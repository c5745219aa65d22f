//! Scope Resolution
//!
//! Answers who owns which hospitals and who sits one level up the reporting
//! chain, from the `hospital_assignments` reference table. Missing hierarchy
//! rows produce empty results, never errors; whether an empty scope
//! restricts is decided by [`ScopeMode`].

use sqlx::PgPool;

use crate::config::ScopeMode;
use crate::error::WorkflowError;
use crate::types::{Representative, WorkflowRole};

/// Resolves hospital ownership and reporting relationships
#[derive(Clone)]
pub struct ScopeResolver {
    pool: PgPool,
    mode: ScopeMode,
}

#[derive(Debug, sqlx::FromRow)]
struct RepresentativeRow {
    actor_code: String,
    actor_role: WorkflowRole,
    name: Option<String>,
    email: Option<String>,
}

impl From<RepresentativeRow> for Representative {
    fn from(row: RepresentativeRow) -> Self {
        Self {
            actor_code: row.actor_code,
            actor_role: row.actor_role,
            name: row.name,
            email: row.email,
        }
    }
}

impl ScopeResolver {
    pub fn new(pool: PgPool, mode: ScopeMode) -> Self {
        Self { pool, mode }
    }

    pub fn mode(&self) -> ScopeMode {
        self.mode
    }

    /// Hospitals owned by `actor_code` under `role`. Representatives own
    /// directly; managers own via subordinate aggregation. Roles outside the
    /// hierarchy own nothing.
    pub async fn hospital_scope(
        &self,
        role: WorkflowRole,
        actor_code: &str,
    ) -> Result<Vec<String>, WorkflowError> {
        if actor_code.is_empty() {
            return Ok(Vec::new());
        }
        let column = match role {
            WorkflowRole::Mr => "mr_code",
            WorkflowRole::Dsm => "dsm_code",
            WorkflowRole::Rsm => "rsm_code",
            _ => return Ok(Vec::new()),
        };
        let codes: Vec<String> = sqlx::query_scalar(&format!(
            "SELECT hospital_code FROM hospital_assignments WHERE {column} = $1"
        ))
        .bind(actor_code)
        .fetch_all(&self.pool)
        .await?;
        Ok(codes)
    }

    /// Union of hospitals `actor_code` covers across all hierarchy roles;
    /// used when the caller's role is not yet known, e.g. at submission time.
    pub async fn hospital_scope_for_actor(
        &self,
        actor_code: &str,
    ) -> Result<Vec<String>, WorkflowError> {
        if actor_code.is_empty() {
            return Ok(Vec::new());
        }
        let codes: Vec<String> = sqlx::query_scalar(
            r#"
            SELECT DISTINCT hospital_code FROM hospital_assignments
            WHERE mr_code = $1 OR dsm_code = $1 OR rsm_code = $1
            "#,
        )
        .bind(actor_code)
        .fetch_all(&self.pool)
        .await?;
        Ok(codes)
    }

    /// Fail with Authorization when `hospital_code` lies outside the actor's
    /// scope. Under permissive mode an actor with no scope rows at all is
    /// not restricted.
    pub async fn ensure_in_scope(
        &self,
        actor_code: &str,
        hospital_code: &str,
    ) -> Result<(), WorkflowError> {
        if actor_code.is_empty() || hospital_code.is_empty() {
            return Ok(());
        }
        let scope = self.hospital_scope_for_actor(actor_code).await?;
        let unrestricted = scope.is_empty() && self.mode == ScopeMode::Permissive;
        if !unrestricted && !scope.iter().any(|c| c == hospital_code) {
            return Err(WorkflowError::Authorization(format!(
                "hospital {hospital_code} is outside the scope of {actor_code}"
            )));
        }
        Ok(())
    }

    /// Check a set of hospital codes against a scope already in hand,
    /// returning the offending codes. An empty scope restricts nothing under
    /// permissive mode and everything under strict mode.
    pub fn out_of_scope<'a>(&self, scope: &[String], codes: &'a [String]) -> Vec<&'a str> {
        if scope.is_empty() && self.mode == ScopeMode::Permissive {
            return Vec::new();
        }
        codes
            .iter()
            .filter(|c| !scope.iter().any(|s| s == *c))
            .map(|c| c.as_str())
            .collect()
    }

    /// Representatives reachable under a manager, for delegation pickers.
    /// A representative sees only themself.
    pub async fn representatives(
        &self,
        role: WorkflowRole,
        actor_code: &str,
    ) -> Result<Vec<Representative>, WorkflowError> {
        if actor_code.is_empty() {
            return Ok(Vec::new());
        }
        if role == WorkflowRole::Mr {
            let row = sqlx::query_as::<_, RepresentativeRow>(
                r#"
                SELECT actor_code, actor_role, name, email FROM user_mappings
                WHERE actor_code = $1 AND actor_role = 'MR' AND enabled
                LIMIT 1
                "#,
            )
            .bind(actor_code)
            .fetch_optional(&self.pool)
            .await?;
            return Ok(row.into_iter().map(Into::into).collect());
        }

        let column = match role {
            WorkflowRole::Dsm => "dsm_code",
            WorkflowRole::Rsm => "rsm_code",
            _ => return Ok(Vec::new()),
        };
        let mr_codes: Vec<String> = sqlx::query_scalar(&format!(
            "SELECT DISTINCT mr_code FROM hospital_assignments WHERE {column} = $1"
        ))
        .bind(actor_code)
        .fetch_all(&self.pool)
        .await?;
        if mr_codes.is_empty() {
            return Ok(Vec::new());
        }

        let rows = sqlx::query_as::<_, RepresentativeRow>(
            r#"
            SELECT actor_code, actor_role, name, email FROM user_mappings
            WHERE actor_code = ANY($1) AND actor_role = 'MR' AND enabled
            ORDER BY actor_code
            "#,
        )
        .bind(&mr_codes)
        .fetch_all(&self.pool)
        .await?;
        Ok(rows.into_iter().map(Into::into).collect())
    }

    /// One level up the hierarchy: MR reports to a DSM, DSM to an RSM. RSMs
    /// and configured roles have no hierarchy-derived manager.
    pub async fn direct_manager(
        &self,
        role: WorkflowRole,
        actor_code: &str,
    ) -> Result<Option<String>, WorkflowError> {
        if actor_code.is_empty() {
            return Ok(None);
        }
        let (select, filter) = match role {
            WorkflowRole::Mr => ("dsm_code", "mr_code"),
            WorkflowRole::Dsm => ("rsm_code", "dsm_code"),
            _ => return Ok(None),
        };
        let manager: Option<Option<String>> = sqlx::query_scalar(&format!(
            "SELECT {select} FROM hospital_assignments WHERE {filter} = $1 LIMIT 1"
        ))
        .bind(actor_code)
        .fetch_optional(&self.pool)
        .await?;
        Ok(manager.flatten().filter(|m| !m.is_empty()))
    }
}
//! Workflow State Machine
//!
//! Fixed table of legal (status, action) pairs. Pure and total: unknown
//! pairs are simply illegal, terminal statuses admit nothing.

use std::collections::HashMap;
use std::sync::LazyLock;

use crate::types::{WorkflowAction, WorkflowStatus};

static TRANSITIONS: LazyLock<HashMap<WorkflowStatus, &'static [WorkflowAction]>> =
    LazyLock::new(|| {
        HashMap::from([
            (
                WorkflowStatus::Draft,
                &[WorkflowAction::Submit, WorkflowAction::Withdraw][..],
            ),
            (
                WorkflowStatus::InProgress,
                &[
                    WorkflowAction::Approve,
                    WorkflowAction::Reject,
                    WorkflowAction::Return,
                    WorkflowAction::Withdraw,
                ][..],
            ),
            (WorkflowStatus::Approved, &[][..]),
            (WorkflowStatus::Rejected, &[][..]),
        ])
    });

/// Whether `action` is legal from `status`
pub fn can_transition(status: WorkflowStatus, action: WorkflowAction) -> bool {
    TRANSITIONS
        .get(&status)
        .map(|actions| actions.contains(&action))
        .unwrap_or(false)
}

#[cfg(test)]
mod tests {
    use super::*;

    #[test]
    fn submit_allowed_from_draft() {
        assert!(can_transition(WorkflowStatus::Draft, WorkflowAction::Submit));
        assert!(can_transition(
            WorkflowStatus::Draft,
            WorkflowAction::Withdraw
        ));
    }

    #[test]
    fn approval_actions_only_in_progress() {
        assert!(can_transition(
            WorkflowStatus::InProgress,
            WorkflowAction::Approve
        ));
        assert!(can_transition(
            WorkflowStatus::InProgress,
            WorkflowAction::Return
        ));
        assert!(!can_transition(
            WorkflowStatus::Draft,
            WorkflowAction::Approve
        ));
    }

    #[test]
    fn terminal_statuses_admit_nothing() {
        for action in [
            WorkflowAction::Submit,
            WorkflowAction::Approve,
            WorkflowAction::Reject,
            WorkflowAction::Return,
            WorkflowAction::Withdraw,
        ] {
            assert!(!can_transition(WorkflowStatus::Approved, action));
            assert!(!can_transition(WorkflowStatus::Rejected, action));
        }
    }

    #[test]
    fn table_covers_every_status() {
        for status in [
            WorkflowStatus::Draft,
            WorkflowStatus::InProgress,
            WorkflowStatus::Approved,
            WorkflowStatus::Rejected,
        ] {
            assert!(TRANSITIONS.contains_key(&status));
        }
    }
}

*REQUIRED WORK*
Pull every line containing "format" from the material above.

*YOUR SOLUTION*
        let codes: Vec<String> = sqlx::query_scalar(&format!(
            return Err(WorkflowError::Authorization(format!(
        let mr_codes: Vec<String> = sqlx::query_scalar(&format!(
        let manager: Option<Option<String>> = sqlx::query_scalar(&format!(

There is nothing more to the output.